Dr. Hanneline Smit-Robinson from BirdLife South Africa and Eelco Meyjes from the RFCG seen next to the small is BIG FIAT 500

The Rare Finch Conservation Group is extremely proud to announce that Arnold Chatz Cars , from Hyde Park Johannesburg, have sponsored a FIAT 500 , the world’s most exciting small car, for the SAVE AFRICA’S SMALLEST FINCH, the orange-breasted Waxbill conservation project. This project is a proud collaboration with BirdLife South Africa. The small is BIG car will be used to help raise the public awareness of this important new conservation project primarily in the Sandton and Johannesburg areas.This exciting little small is BIG car will also be seen in the Cape Town and Kruger National Park areas in the next two weeks.

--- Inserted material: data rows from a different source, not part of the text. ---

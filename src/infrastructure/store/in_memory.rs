//! In-memory store implementation
//!
//! Mirrors the sorted-set and counter semantics of the Redis store so the
//! service runs unchanged without remote credentials. State lives for the
//! lifetime of the process and is never persisted. Expired counters are
//! swept periodically, the way Redis drops keys once their TTL passes.

use std::collections::{BTreeSet, HashMap};
use std::time::Duration;

use async_trait::async_trait;
use chrono::{DateTime, Utc};
use tokio::sync::RwLock;
use tracing::debug;

use crate::domain::{DomainError, KeyValueStore};

/// Sorted set ordered by (score, member), like Redis
#[derive(Debug, Default)]
struct SortedSet {
    ordered: BTreeSet<(i64, String)>,
    scores: HashMap<String, i64>,
}

impl SortedSet {
    fn insert(&mut self, score: i64, member: &str) {
        if let Some(previous) = self.scores.insert(member.to_string(), score) {
            self.ordered.remove(&(previous, member.to_string()));
        }
        self.ordered.insert((score, member.to_string()));
    }

    fn remove(&mut self, member: &str) -> bool {
        match self.scores.remove(member) {
            Some(score) => self.ordered.remove(&(score, member.to_string())),
            None => false,
        }
    }
}

#[derive(Debug, Clone)]
struct Counter {
    value: i64,
    expires_at: Option<DateTime<Utc>>,
}

impl Counter {
    fn is_expired(&self, now: DateTime<Utc>) -> bool {
        self.expires_at.is_some_and(|at| at <= now)
    }
}

const DEFAULT_CLEANUP_INTERVAL: Duration = Duration::from_secs(300);

/// Thread-safe in-process store
#[derive(Debug)]
pub struct InMemoryStore {
    sets: RwLock<HashMap<String, SortedSet>>,
    counters: RwLock<HashMap<String, Counter>>,
    /// Minimum time between expired-counter sweeps
    cleanup_interval: Duration,
    last_cleanup: RwLock<DateTime<Utc>>,
}

impl Default for InMemoryStore {
    fn default() -> Self {
        Self {
            sets: RwLock::default(),
            counters: RwLock::default(),
            cleanup_interval: DEFAULT_CLEANUP_INTERVAL,
            last_cleanup: RwLock::new(Utc::now()),
        }
    }
}

impl InMemoryStore {
    pub fn new() -> Self {
        Self::default()
    }

    /// Drop expired counters once the cleanup interval has elapsed.
    ///
    /// Window keys are not touched again after their window closes.
    async fn maybe_cleanup(&self, counters: &mut HashMap<String, Counter>, now: DateTime<Utc>) {
        let should_cleanup = {
            let last = self.last_cleanup.read().await;
            (now - *last).to_std().unwrap_or_default() >= self.cleanup_interval
        };

        if should_cleanup {
            *self.last_cleanup.write().await = now;

            let before = counters.len();
            counters.retain(|_, counter| !counter.is_expired(now));

            let removed = before - counters.len();
            if removed > 0 {
                debug!(removed, remaining = counters.len(), "Swept expired counters");
            }
        }
    }
}

#[async_trait]
impl KeyValueStore for InMemoryStore {
    async fn append(&self, set_key: &str, score: i64, member: &str) -> Result<(), DomainError> {
        let mut sets = self.sets.write().await;
        sets.entry(set_key.to_string())
            .or_default()
            .insert(score, member);
        Ok(())
    }

    async fn range_latest(&self, set_key: &str, count: usize) -> Result<Vec<String>, DomainError> {
        let sets = self.sets.read().await;

        Ok(sets
            .get(set_key)
            .map(|set| {
                set.ordered
                    .iter()
                    .rev()
                    .take(count)
                    .map(|(_, member)| member.clone())
                    .collect()
            })
            .unwrap_or_default())
    }

    async fn range_all(&self, set_key: &str) -> Result<Vec<String>, DomainError> {
        let sets = self.sets.read().await;

        Ok(sets
            .get(set_key)
            .map(|set| set.ordered.iter().map(|(_, member)| member.clone()).collect())
            .unwrap_or_default())
    }

    async fn remove(&self, set_key: &str, member: &str) -> Result<bool, DomainError> {
        let mut sets = self.sets.write().await;

        Ok(sets
            .get_mut(set_key)
            .is_some_and(|set| set.remove(member)))
    }

    async fn increment(&self, counter_key: &str) -> Result<i64, DomainError> {
        let now = Utc::now();
        let mut counters = self.counters.write().await;
        self.maybe_cleanup(&mut counters, now).await;

        let counter = counters
            .entry(counter_key.to_string())
            .or_insert(Counter {
                value: 0,
                expires_at: None,
            });

        if counter.is_expired(now) {
            counter.value = 0;
            counter.expires_at = None;
        }

        counter.value += 1;
        Ok(counter.value)
    }

    async fn expire(&self, counter_key: &str, ttl: Duration) -> Result<bool, DomainError> {
        let now = Utc::now();
        let mut counters = self.counters.write().await;

        match counters.get_mut(counter_key) {
            Some(counter) if !counter.is_expired(now) => {
                let ttl = chrono::Duration::from_std(ttl)
                    .map_err(|e| DomainError::store(format!("Invalid TTL: {}", e)))?;
                counter.expires_at = Some(now + ttl);
                Ok(true)
            }
            _ => Ok(false),
        }
    }

    fn backend_name(&self) -> &'static str {
        "in_memory"
    }
}
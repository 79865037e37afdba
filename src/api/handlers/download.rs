//! Image download endpoint

use axum::{
    http::header,
    response::{IntoResponse, Response},
};

use crate::api::types::{ApiError, GalleryImageBody, Json};
use crate::domain::gallery::{decode_image_base64, sanitize_filename};
use crate::domain::DomainError;

/// POST /api/download
///
/// Returns the decoded PNG as an attachment named after the prompt.
pub async fn download_image(Json(body): Json<GalleryImageBody>) -> Result<Response, ApiError> {
    let bytes = decode_image_base64(&body.image_base64).map_err(DomainError::from)?;
    let disposition = format!(
        "attachment; filename=\"{}.png\"",
        sanitize_filename(&body.prompt)
    );

    Ok((
        [
            (header::CONTENT_TYPE, "image/png".to_string()),
            (header::CONTENT_DISPOSITION, disposition),
        ],
        bytes,
    )
        .into_response())
}
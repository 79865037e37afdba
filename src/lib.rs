//! Blinkshot server
//!
//! Backend for a realtime text-to-image app: proxies generation requests to
//! Together AI under a per-client daily quota and keeps a shared gallery of
//! generated images in a sorted-set store (Redis or in-memory).

pub mod api;
pub mod cli;
pub mod config;
pub mod domain;
pub mod infrastructure;

pub use config::AppConfig;

use std::sync::Arc;

use api::state::AppState;
use infrastructure::{
    image::TogetherImageClient,
    rate_limit::RateLimiter,
    services::{GalleryService, ImageGenerationService},
    store::StoreFactory,
};
use tracing::info;

/// Create the application state with default configuration
pub async fn create_app_state() -> anyhow::Result<AppState> {
    create_app_state_with_config(&AppConfig::default()).await
}

/// Create the application state with custom configuration
pub async fn create_app_state_with_config(config: &AppConfig) -> anyhow::Result<AppState> {
    let store = StoreFactory::new().create(&config.store).await;
    info!(backend = store.backend_name(), "Store initialized");

    let rate_limiter = RateLimiter::new(store.clone(), config.rate_limit.clone());
    info!(
        enabled = config.rate_limit.enabled,
        requests_per_day = config.rate_limit.requests_per_day,
        failure_policy = %config.rate_limit.failure_policy,
        "Rate limiter initialized"
    );

    let gallery_service = GalleryService::new(store.clone(), config.gallery.clone())
        .with_remote_configured(config.store.is_configured());

    let generator = TogetherImageClient::new(config.image.clone())?;
    let default_api_key = config.image.default_api_key().map(str::to_string);
    if default_api_key.is_none() {
        info!("No server image API key configured, callers must supply their own");
    }

    let image_service = ImageGenerationService::new(
        Arc::new(generator),
        rate_limiter,
        default_api_key,
        config.image.consistency_seed,
    );

    Ok(AppState::new(gallery_service, image_service, store)
        .with_geo_block(config.geo_block.clone()))
}

#[cfg(test)]
mod tests {
    use super::*;

    #[tokio::test]
    async fn test_create_app_state_defaults_to_memory() {
        let state = create_app_state().await.unwrap();

        assert_eq!(state.store.backend_name(), "in_memory");
        assert!(state.geo_block.blocked_countries.is_empty());
    }

    #[tokio::test]
    async fn test_unconfigured_gallery_lists_empty() {
        let state = create_app_state().await.unwrap();

        let items = state.gallery_service.list().await.unwrap();
        assert!(items.is_empty());
    }
}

Why small is BIG ? Africa’s smallest finch is a small bird with a big responsibility that is destined to make it a BIG HERO.

Photo Chris Krog

Photo Chris Krog

Recent unexpected declines in the Orange-breasted Waxbill (Amandava subflava) has resulted in the urgent need for the species to be researched. Research has already commenced to find out why the bird has become so scarce in certain parts of its natural habitat. The species has now also been selected by BirdLife South Africa as a key sentinel (watchdog) bird for South African wetland bird species’ including eight threatened and 84 common bird species. The eight Red-listed species, ranging from Near Threatened to Critically Endangered, plus all 84 common species will all benefit from our research collaboration.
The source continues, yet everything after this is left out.